### Directions:
Where the string "serialized" occurs in a line of the data below, that line should be copied.

Saved data entries:

Content starts

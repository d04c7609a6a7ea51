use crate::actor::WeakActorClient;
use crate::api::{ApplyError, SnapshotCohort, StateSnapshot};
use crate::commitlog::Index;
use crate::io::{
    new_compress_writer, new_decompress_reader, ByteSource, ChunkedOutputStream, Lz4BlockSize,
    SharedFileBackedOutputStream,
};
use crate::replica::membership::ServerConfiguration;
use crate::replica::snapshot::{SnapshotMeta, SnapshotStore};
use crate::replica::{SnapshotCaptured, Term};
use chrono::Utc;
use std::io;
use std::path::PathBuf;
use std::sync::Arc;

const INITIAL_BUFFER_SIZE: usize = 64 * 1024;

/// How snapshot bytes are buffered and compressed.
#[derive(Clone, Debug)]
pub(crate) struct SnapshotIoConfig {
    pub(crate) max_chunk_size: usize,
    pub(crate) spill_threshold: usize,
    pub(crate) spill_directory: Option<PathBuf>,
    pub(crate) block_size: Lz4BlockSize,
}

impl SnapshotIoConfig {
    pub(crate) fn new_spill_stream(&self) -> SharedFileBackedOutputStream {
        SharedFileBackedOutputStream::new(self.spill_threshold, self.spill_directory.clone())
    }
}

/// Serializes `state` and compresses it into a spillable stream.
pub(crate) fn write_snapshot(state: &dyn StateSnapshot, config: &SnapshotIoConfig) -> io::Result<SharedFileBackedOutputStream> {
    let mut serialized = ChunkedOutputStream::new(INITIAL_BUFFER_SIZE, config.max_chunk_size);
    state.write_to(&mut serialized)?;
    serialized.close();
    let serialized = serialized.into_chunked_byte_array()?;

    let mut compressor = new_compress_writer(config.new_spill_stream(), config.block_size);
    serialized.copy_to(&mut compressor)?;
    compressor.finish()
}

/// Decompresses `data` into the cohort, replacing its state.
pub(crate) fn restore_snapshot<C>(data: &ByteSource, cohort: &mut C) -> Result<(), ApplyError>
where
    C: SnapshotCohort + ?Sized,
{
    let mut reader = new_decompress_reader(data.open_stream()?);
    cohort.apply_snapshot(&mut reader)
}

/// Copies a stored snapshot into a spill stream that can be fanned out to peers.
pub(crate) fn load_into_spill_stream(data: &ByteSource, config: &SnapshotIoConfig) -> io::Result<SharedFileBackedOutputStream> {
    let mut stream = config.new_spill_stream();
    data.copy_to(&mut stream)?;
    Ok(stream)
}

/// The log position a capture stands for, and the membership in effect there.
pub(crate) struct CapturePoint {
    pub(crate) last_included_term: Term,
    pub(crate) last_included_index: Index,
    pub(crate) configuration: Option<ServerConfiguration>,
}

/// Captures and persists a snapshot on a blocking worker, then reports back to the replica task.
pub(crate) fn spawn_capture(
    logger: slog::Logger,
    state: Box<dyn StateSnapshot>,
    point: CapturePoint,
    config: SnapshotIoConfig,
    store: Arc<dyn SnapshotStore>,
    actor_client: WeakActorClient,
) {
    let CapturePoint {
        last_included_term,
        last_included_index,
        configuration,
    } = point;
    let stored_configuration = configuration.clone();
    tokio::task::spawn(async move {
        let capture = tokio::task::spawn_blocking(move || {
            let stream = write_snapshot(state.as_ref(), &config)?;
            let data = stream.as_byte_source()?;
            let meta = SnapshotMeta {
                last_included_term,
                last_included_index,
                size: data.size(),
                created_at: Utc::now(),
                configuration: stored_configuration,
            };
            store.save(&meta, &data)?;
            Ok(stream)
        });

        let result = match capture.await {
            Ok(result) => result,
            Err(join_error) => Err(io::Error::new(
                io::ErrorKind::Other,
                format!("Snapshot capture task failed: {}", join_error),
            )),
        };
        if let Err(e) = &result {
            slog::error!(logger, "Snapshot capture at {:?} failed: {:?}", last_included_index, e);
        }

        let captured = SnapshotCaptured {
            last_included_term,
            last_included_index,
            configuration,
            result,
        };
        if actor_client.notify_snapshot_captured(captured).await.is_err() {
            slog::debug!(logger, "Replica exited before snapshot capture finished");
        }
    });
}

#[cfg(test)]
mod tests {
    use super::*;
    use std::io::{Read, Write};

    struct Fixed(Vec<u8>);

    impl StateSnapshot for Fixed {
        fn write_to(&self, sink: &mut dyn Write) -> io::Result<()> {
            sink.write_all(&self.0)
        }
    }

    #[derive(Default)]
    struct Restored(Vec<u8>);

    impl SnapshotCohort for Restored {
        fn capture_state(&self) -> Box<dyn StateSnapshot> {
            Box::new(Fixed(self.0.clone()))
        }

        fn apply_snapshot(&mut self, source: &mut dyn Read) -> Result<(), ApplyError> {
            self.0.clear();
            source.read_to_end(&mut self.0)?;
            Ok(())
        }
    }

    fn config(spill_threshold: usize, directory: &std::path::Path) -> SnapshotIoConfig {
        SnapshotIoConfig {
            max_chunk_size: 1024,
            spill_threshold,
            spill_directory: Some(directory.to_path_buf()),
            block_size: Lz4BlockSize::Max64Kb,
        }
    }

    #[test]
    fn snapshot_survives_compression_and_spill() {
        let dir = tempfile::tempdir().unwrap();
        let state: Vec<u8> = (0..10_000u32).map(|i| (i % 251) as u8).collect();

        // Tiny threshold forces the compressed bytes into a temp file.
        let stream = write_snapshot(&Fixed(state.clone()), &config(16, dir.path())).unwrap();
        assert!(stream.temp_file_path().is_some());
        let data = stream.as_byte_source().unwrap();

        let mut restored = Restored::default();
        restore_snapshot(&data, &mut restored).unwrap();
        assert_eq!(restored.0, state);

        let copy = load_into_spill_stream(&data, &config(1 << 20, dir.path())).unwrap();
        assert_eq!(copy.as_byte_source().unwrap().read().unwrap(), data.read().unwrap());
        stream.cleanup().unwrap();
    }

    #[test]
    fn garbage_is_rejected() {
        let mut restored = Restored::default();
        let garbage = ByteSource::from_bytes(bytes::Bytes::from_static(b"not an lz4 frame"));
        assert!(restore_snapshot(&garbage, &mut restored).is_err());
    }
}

Content ends

### Response area:
    let mut serialized = ChunkedOutputStream::new(INITIAL_BUFFER_SIZE, config.max_chunk_size);
    state.write_to(&mut serialized)?;
    serialized.close();
    let serialized = serialized.into_chunked_byte_array()?;
    serialized.copy_to(&mut compressor)?;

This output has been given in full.